▶ [TASK DESCRIPTION]: Transcribe the stretch of entries below from the line with "let outcome = tokio::select!" through the line with "Ok((Ok(data), ms)) =>", exactly and with both ends included; leave out all other lines.

▶ [RECORDS FOR THE EXERCISE]:
* * *

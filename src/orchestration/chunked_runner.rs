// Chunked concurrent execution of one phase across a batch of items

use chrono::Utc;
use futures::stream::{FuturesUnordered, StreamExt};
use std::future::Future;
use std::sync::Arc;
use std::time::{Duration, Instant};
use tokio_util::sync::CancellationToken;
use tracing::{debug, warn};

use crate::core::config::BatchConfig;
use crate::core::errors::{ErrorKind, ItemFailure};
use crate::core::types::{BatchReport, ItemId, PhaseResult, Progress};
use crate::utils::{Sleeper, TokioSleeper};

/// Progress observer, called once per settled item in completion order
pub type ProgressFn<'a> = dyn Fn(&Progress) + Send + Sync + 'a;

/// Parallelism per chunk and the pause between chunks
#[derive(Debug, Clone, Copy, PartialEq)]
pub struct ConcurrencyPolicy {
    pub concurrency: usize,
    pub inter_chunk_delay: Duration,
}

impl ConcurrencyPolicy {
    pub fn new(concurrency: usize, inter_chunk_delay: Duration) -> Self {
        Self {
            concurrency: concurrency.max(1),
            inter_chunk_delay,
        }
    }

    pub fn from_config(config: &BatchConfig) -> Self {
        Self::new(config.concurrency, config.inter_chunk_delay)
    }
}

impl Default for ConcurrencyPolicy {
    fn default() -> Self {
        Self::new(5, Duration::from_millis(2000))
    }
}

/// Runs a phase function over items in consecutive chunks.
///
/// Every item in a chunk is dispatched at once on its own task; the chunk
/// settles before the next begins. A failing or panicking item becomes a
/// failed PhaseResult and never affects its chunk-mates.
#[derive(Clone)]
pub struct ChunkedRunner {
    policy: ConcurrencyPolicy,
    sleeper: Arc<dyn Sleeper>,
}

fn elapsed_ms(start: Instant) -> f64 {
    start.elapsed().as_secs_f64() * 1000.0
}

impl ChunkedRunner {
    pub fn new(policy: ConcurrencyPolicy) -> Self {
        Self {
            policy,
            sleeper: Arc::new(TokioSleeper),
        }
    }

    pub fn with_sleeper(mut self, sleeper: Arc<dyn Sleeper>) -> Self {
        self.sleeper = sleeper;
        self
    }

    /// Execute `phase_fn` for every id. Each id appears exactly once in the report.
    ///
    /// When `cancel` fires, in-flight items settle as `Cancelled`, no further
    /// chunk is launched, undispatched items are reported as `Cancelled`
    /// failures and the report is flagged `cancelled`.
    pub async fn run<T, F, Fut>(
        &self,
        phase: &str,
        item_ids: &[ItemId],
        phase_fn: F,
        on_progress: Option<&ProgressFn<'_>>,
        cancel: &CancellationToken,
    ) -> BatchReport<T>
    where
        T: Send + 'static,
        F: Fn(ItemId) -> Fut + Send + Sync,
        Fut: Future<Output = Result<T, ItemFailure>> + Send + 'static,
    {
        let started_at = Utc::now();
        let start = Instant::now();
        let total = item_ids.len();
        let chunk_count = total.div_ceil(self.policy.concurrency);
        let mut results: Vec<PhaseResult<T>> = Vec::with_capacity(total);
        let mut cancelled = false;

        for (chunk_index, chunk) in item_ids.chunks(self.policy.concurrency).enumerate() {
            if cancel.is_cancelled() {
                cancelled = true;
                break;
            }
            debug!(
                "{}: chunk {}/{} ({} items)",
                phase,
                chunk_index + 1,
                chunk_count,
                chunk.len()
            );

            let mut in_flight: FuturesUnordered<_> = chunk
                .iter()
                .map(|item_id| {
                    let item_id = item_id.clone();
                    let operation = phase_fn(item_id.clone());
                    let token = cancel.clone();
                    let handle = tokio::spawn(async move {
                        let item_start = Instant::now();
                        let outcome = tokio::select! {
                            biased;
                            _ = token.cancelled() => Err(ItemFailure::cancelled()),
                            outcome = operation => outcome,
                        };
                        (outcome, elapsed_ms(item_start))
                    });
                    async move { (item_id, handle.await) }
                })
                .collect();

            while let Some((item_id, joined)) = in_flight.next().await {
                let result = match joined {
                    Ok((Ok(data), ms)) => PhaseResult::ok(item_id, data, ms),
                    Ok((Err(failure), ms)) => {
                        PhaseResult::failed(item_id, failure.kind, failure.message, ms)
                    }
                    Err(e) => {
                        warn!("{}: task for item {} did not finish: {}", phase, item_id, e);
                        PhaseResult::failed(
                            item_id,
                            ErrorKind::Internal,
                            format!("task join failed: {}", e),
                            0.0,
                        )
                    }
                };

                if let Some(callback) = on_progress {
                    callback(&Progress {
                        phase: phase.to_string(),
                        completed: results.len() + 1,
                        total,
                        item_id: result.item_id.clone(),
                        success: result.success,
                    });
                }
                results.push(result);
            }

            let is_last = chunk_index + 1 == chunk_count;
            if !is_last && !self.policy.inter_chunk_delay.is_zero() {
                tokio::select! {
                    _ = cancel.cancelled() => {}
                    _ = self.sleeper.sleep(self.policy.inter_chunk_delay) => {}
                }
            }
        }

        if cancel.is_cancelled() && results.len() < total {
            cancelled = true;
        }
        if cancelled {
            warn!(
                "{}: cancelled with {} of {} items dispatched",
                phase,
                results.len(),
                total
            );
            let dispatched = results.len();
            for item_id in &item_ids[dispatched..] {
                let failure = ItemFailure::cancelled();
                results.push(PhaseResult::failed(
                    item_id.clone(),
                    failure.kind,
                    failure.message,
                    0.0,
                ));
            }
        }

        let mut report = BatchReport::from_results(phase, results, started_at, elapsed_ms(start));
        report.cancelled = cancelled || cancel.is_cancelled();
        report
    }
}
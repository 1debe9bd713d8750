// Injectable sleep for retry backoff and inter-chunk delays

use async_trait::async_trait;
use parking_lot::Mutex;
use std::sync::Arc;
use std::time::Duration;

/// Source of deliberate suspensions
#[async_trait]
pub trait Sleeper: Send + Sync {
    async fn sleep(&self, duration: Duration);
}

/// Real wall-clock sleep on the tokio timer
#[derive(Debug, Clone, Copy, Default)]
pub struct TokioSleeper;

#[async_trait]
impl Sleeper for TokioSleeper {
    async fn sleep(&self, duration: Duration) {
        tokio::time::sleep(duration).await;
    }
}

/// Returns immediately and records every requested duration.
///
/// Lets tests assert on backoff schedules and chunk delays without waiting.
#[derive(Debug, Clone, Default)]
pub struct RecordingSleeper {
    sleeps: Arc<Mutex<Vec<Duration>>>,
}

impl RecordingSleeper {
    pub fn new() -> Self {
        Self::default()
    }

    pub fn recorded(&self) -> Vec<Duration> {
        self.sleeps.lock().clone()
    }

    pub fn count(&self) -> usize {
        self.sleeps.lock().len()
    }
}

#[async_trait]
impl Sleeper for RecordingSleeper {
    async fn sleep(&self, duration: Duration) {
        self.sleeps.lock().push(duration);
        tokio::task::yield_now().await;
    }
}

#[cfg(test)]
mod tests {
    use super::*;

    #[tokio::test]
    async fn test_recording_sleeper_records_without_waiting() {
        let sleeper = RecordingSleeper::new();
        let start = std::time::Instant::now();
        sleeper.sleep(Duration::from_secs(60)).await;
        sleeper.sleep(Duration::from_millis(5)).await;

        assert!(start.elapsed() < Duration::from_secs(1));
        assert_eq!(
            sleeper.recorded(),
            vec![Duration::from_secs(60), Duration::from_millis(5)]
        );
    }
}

* * *

▶ [YOUR SOLUTION]:
                        let outcome = tokio::select! {
                            biased;
                            _ = token.cancelled() => Err(ItemFailure::cancelled()),
                            outcome = operation => outcome,
                        };
                        (outcome, elapsed_ms(item_start))
                    });
                    async move { (item_id, handle.await) }
                })
                .collect();

            while let Some((item_id, joined)) = in_flight.next().await {
                let result = match joined {
                    Ok((Ok(data), ms)) => PhaseResult::ok(item_id, data, ms),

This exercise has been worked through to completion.